Texas, the proud, independent Lone Star State, is suffering a humanitarian catastrophe caused by its shortsighted denial of the climate crisis and lack of federal regulation. Warming air over the Arctic is the likely reason that the polar vortex, a huge mass of cold air over the North Pole, moved south, plunging Texas and surrounding states into an unprecedented deep freeze. Millions have been left for days without power, water and heat, and nearly 40 people have died. A second winter storm, dubbed Viola, hit the state as it reeled from the vortex. Republican Governor Greg Abbott falsely blamed the state's electrical grid failure on renewable energy: "This shows how the Green New Deal would be a deadly deal for the United States of America," he told Fox News. Even Abbot's own energy department refuted his claims.
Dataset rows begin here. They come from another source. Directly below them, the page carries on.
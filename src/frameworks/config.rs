use std::env;
use std::fmt;

/// Process configuration read from the environment at startup.
#[derive(Debug, Clone)]
pub struct Config {
    /// Listen port (`PORT`, required).
    pub port: u16,
    /// Shared credential for the basic-auth gate (`DEFAULT_PASSWORD`, required).
    pub password: String,
    /// Trust `X-Forwarded-For` for client identities (`REVERSE_PROXY=TRUE`).
    pub trust_proxy: bool,
}

#[derive(Debug)]
pub enum ConfigError {
    MissingPort,
    InvalidPort(String),
    MissingPassword,
}

impl fmt::Display for ConfigError {
    fn fmt(&self, f: &mut fmt::Formatter<'_>) -> fmt::Result {
        match self {
            ConfigError::MissingPort => {
                write!(f, "no port set, please set the PORT environment variable")
            }
            ConfigError::InvalidPort(value) => {
                write!(f, "PORT is not a valid port number: {value}")
            }
            ConfigError::MissingPassword => write!(
                f,
                "no default password set, please set the DEFAULT_PASSWORD environment variable"
            ),
        }
    }
}

impl std::error::Error for ConfigError {}

impl Config {
    /// Reads the configuration, failing fast when a required variable is
    /// absent or invalid.
    pub fn from_env() -> Result<Self, ConfigError> {
        let port_value = env::var("PORT").map_err(|_| ConfigError::MissingPort)?;
        let port = port_value
            .parse::<u16>()
            .map_err(|_| ConfigError::InvalidPort(port_value))?;

        let password = env::var("DEFAULT_PASSWORD").map_err(|_| ConfigError::MissingPassword)?;
        if password.is_empty() {
            return Err(ConfigError::MissingPassword);
        }

        let trust_proxy = matches!(env::var("REVERSE_PROXY").as_deref(), Ok("TRUE"));

        Ok(Self {
            port,
            password,
            trust_proxy,
        })
    }
}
The freezing air blanketing the region did shut down about half of Texas' wind turbines, but still, that only accounted for 13 per cent of the overall power loss. The larger cause of the catastrophe was frozen fossil-fuel infrastructure, disabling coal, oil, fracked gas facilities and even nuclear power generation. Governor Abbott's lies may warm the hearts of his corporate fossil fuel donors, but they won't help the millions of Texans struggling to survive in the freezing cold, and they won't protect Texas from future extreme weather events that are sure to follow.
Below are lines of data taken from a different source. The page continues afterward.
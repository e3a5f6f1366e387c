use crate::domain::Role;
use crate::interface_adapters::protocol::{ClientInfoDto, ServerMessage};
use crate::use_cases::{ClientEntry, ClientRegistry, OptionsStore};

use axum::extract::ws::Utf8Bytes;
use serde_json::Value;
use std::sync::Arc;
use tracing::{error, warn};

/// Fans out state-change notifications to connected clients.
///
/// Each notification is serialized once and the shared bytes are pushed into
/// every recipient's outbound queue. Delivery is best-effort, at-most-once and
/// per-recipient independent: a closed queue is logged and skipped, and the
/// rest of the fan-out proceeds. A recipient whose queue is closed is already
/// tearing down; its own close path removes it from the registry.
pub struct Broadcaster {
    registry: Arc<ClientRegistry>,
    options: Arc<OptionsStore>,
}

impl Broadcaster {
    pub fn new(registry: Arc<ClientRegistry>, options: Arc<OptionsStore>) -> Self {
        Self { registry, options }
    }

    /// Sends the sanitized roster to every author. Called after every add and
    /// every successful remove.
    pub async fn notify_roster_changed(&self) {
        let clients: Vec<ClientInfoDto> = self
            .registry
            .list_sanitized()
            .await
            .into_iter()
            .map(ClientInfoDto::from)
            .collect();
        let Some(bytes) = serialize(&ServerMessage::ReplaceClients { clients }) else {
            return;
        };
        for author in self.registry.list_by_role(Role::Author).await {
            deliver(&author, bytes.clone());
        }
    }

    /// Sends the full current document to exactly one connection.
    pub async fn notify_option_snapshot(&self, target: &ClientEntry) {
        let options = self.options.snapshot().await;
        let Some(bytes) = serialize(&ServerMessage::ReplaceOptions { options }) else {
            return;
        };
        deliver(target, bytes);
    }

    /// Relays a field edit to everyone except the originator.
    pub async fn notify_option_changed(&self, key: &str, value: Value, exclude_id: u64) {
        let message = ServerMessage::UpdateOption {
            key: key.to_string(),
            value,
        };
        let Some(bytes) = serialize(&message) else {
            return;
        };
        for client in self.registry.list_all().await {
            if client.id != exclude_id {
                deliver(&client, bytes.clone());
            }
        }
    }

    /// Relays a scroll-progress report to authors only. Displays, the sender
    /// included, do not hear their own progress echoed back.
    pub async fn notify_percent_changed(&self, value: Value) {
        let message = ServerMessage::UpdateOption {
            key: "percent".to_string(),
            value,
        };
        let Some(bytes) = serialize(&message) else {
            return;
        };
        for author in self.registry.list_by_role(Role::Author).await {
            deliver(&author, bytes.clone());
        }
    }
}

fn serialize(message: &ServerMessage) -> Option<Utf8Bytes> {
    match serde_json::to_string(message) {
        Ok(txt) => Some(Utf8Bytes::from(txt)),
        Err(e) => {
            error!(error = ?e, "failed to serialize server message");
            None
        }
    }
}

fn deliver(client: &ClientEntry, bytes: Utf8Bytes) {
    if client.outbound.send(bytes).is_err() {
        warn!(client_id = client.id, "client send queue closed; dropping message");
    }
}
Texas has itself largely to blame for the severity of its power grid's failure. Most of the continental United States draws power from two main electrical grids, one in the east and the other in the west. Texas, however, operates its own, isolated grid, often described as an "island." President Franklin Delano Roosevelt created the Federal Power Commission in 1935, as part of the New Deal, to regulate interstate electricity. Texas power companies rebelled, and decided to go it alone, keeping the state's grid entirely in-state. The system developed over the decades into ERCOT, the Electric Reliability Council of Texas.

As the largest state by area in the lower 48, and with significant oil, gas and coal within its borders, and plenty of sun and wind, Texas is perhaps better positioned than any other state to attempt energy independence. But the devil is in the details. ERCOT touts its freedom from federal regulation and devotion to the free market for its success over the decades. Texas energy officials endlessly brag about ERCOT's ability to power all of the state's air conditioners during its famously hot summers. But there has never been any incentive for power producers to spend money winterizing their facilities. As this week's arctic cold shut down power plants across the state, Texas couldn't draw electricity from out-of-state sources, creating a cascade of calamities, disproportionately hitting low-income communities and communities of colour.

"We're now the Alone Star State," Professor Robert Bullard, known as the "father of environmental justice," said on the Democracy Now! news hour from Houston, soon after his power had been restored. "The impact of this storm is more than just power outages and inconveniences for those communities that historically have been impacted by energy insecurity and energy poverty."

Cities and towns across Texas are issuing boil water notices as water treatment plants go offline. But many families can't boil water without electricity. Stories are surfacing of people breaking apart furniture to burn for heat. "We are a failed state right now," Bullard added. "People are suffering right now and hurting with no power, no money, no water, no form of transportation to get to the grocery store to get water where there is no bottled water or food…the idea of Texas not being part of the union has really been a textbook example of how not to do it."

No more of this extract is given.